WORK REQUEST
Go through the data that follows and restate each line exactly as it reads.

THE DATA

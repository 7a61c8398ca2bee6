//! `SeaORM` entity re-exports

pub use super::addresses::Entity as Addresses;
pub use super::order_items::Entity as OrderItems;
pub use super::order_notes::Entity as OrderNotes;
pub use super::orders::Entity as Orders;
pub use super::products::Entity as Products;
pub use super::users::Entity as Users;
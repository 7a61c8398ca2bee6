//! Directory endpoints

use axum::{
    extract::{rejection::JsonRejection, Path, Query, State},
    http::{header::HeaderMap, StatusCode},
    Json,
};
use tracing::info;

use crate::handlers::auth::{optional_actor, require_actor};
use crate::handlers::{json_body, map_service_error, ApiError};
use crate::models::user::{CreateUserRequest, Role, SetRoleRequest, UserListQuery, UserResponse};
use crate::services::directory::NewUser;
use crate::services::error::ServiceError;
use crate::AppState;

/// GET /users?role=delivery feeds the assignment dropdown
pub async fn list_users(
    State(state): State<AppState>,
    headers: HeaderMap,
    Query(query): Query<UserListQuery>,
) -> Result<Json<Vec<UserResponse>>, ApiError> {
    let actor = require_actor(&state, &headers).await?;

    let role = query
        .role
        .as_deref()
        .filter(|r| !r.trim().is_empty())
        .map(str::parse::<Role>)
        .transpose()
        .map_err(|e| map_service_error(ServiceError::Validation(e)))?;

    let users = state
        .directory
        .list_by_role(&actor, role)
        .await
        .map_err(map_service_error)?;

    Ok(Json(users.into_iter().map(UserResponse::from).collect()))
}

pub async fn get_user(
    State(state): State<AppState>,
    headers: HeaderMap,
    Path(user_id): Path<i32>,
) -> Result<Json<UserResponse>, ApiError> {
    let actor = require_actor(&state, &headers).await?;

    let user = state
        .directory
        .get_user(&actor, user_id)
        .await
        .map_err(map_service_error)?;

    Ok(Json(user.into()))
}

/// Sign-up without a header creates a client; staff need an admin caller
pub async fn create_user(
    State(state): State<AppState>,
    headers: HeaderMap,
    payload: Result<Json<CreateUserRequest>, JsonRejection>,
) -> Result<(StatusCode, Json<UserResponse>), ApiError> {
    let actor = optional_actor(&state, &headers).await?;
    let payload = json_body(payload)?;

    let new_user = NewUser {
        email: payload.email,
        full_name: payload.full_name,
        phone: payload.phone,
        role: payload.role.unwrap_or(Role::Client),
    };
    info!(
        actor_id = ?actor.map(|a| a.user_id),
        role = %new_user.role,
        "Create user request received"
    );

    let user = state
        .directory
        .create_user(actor.as_ref(), new_user)
        .await
        .map_err(map_service_error)?;

    Ok((StatusCode::CREATED, Json(user.into())))
}

pub async fn set_role(
    State(state): State<AppState>,
    headers: HeaderMap,
    Path(user_id): Path<i32>,
    payload: Result<Json<SetRoleRequest>, JsonRejection>,
) -> Result<Json<UserResponse>, ApiError> {
    let actor = require_actor(&state, &headers).await?;
    let payload = json_body(payload)?;

    let user = state
        .directory
        .set_role(&actor, user_id, payload.role)
        .await
        .map_err(map_service_error)?;

    Ok(Json(user.into()))
}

RESULT FOR THIS TASK
repository 7a61c8398ca2bee6
//! `SeaORM` entity re-exports

pub use super::addresses::Entity as Addresses;
pub use super::order_items::Entity as OrderItems;
pub use super::order_notes::Entity as OrderNotes;
pub use super::orders::Entity as Orders;
pub use super::products::Entity as Products;
pub use super::users::Entity as Users;
repository 7a61c8398ca2bee6
//! Directory endpoints

use axum::{
    extract::{rejection::JsonRejection, Path, Query, State},
    http::{header::HeaderMap, StatusCode},
    Json,
};
use tracing::info;

use crate::handlers::auth::{optional_actor, require_actor};
use crate::handlers::{json_body, map_service_error, ApiError};
use crate::models::user::{CreateUserRequest, Role, SetRoleRequest, UserListQuery, UserResponse};
use crate::services::directory::NewUser;
use crate::services::error::ServiceError;
use crate::AppState;

/// GET /users?role=delivery feeds the assignment dropdown
pub async fn list_users(
    State(state): State<AppState>,
    headers: HeaderMap,
    Query(query): Query<UserListQuery>,
) -> Result<Json<Vec<UserResponse>>, ApiError> {
    let actor = require_actor(&state, &headers).await?;

    let role = query
        .role
        .as_deref()
        .filter(|r| !r.trim().is_empty())
        .map(str::parse::<Role>)
        .transpose()
        .map_err(|e| map_service_error(ServiceError::Validation(e)))?;

    let users = state
        .directory
        .list_by_role(&actor, role)
        .await
        .map_err(map_service_error)?;

    Ok(Json(users.into_iter().map(UserResponse::from).collect()))
}

pub async fn get_user(
    State(state): State<AppState>,
    headers: HeaderMap,
    Path(user_id): Path<i32>,
) -> Result<Json<UserResponse>, ApiError> {
    let actor = require_actor(&state, &headers).await?;

    let user = state
        .directory
        .get_user(&actor, user_id)
        .await
        .map_err(map_service_error)?;

    Ok(Json(user.into()))
}

/// Sign-up without a header creates a client; staff need an admin caller
pub async fn create_user(
    State(state): State<AppState>,
    headers: HeaderMap,
    payload: Result<Json<CreateUserRequest>, JsonRejection>,
) -> Result<(StatusCode, Json<UserResponse>), ApiError> {
    let actor = optional_actor(&state, &headers).await?;
    let payload = json_body(payload)?;

    let new_user = NewUser {
        email: payload.email,
        full_name: payload.full_name,
        phone: payload.phone,
        role: payload.role.unwrap_or(Role::Client),
    };
    info!(
        actor_id = ?actor.map(|a| a.user_id),
        role = %new_user.role,
        "Create user request received"
    );

    let user = state
        .directory
        .create_user(actor.as_ref(), new_user)
        .await
        .map_err(map_service_error)?;

    Ok((StatusCode::CREATED, Json(user.into())))
}

pub async fn set_role(
    State(state): State<AppState>,
    headers: HeaderMap,
    Path(user_id): Path<i32>,
    payload: Result<Json<SetRoleRequest>, JsonRejection>,
) -> Result<Json<UserResponse>, ApiError> {
    let actor = require_actor(&state, &headers).await?;
    let payload = json_body(payload)?;

    let user = state
        .directory
        .set_role(&actor, user_id, payload.role)
        .await
        .map_err(map_service_error)?;

    Ok(Json(user.into()))
}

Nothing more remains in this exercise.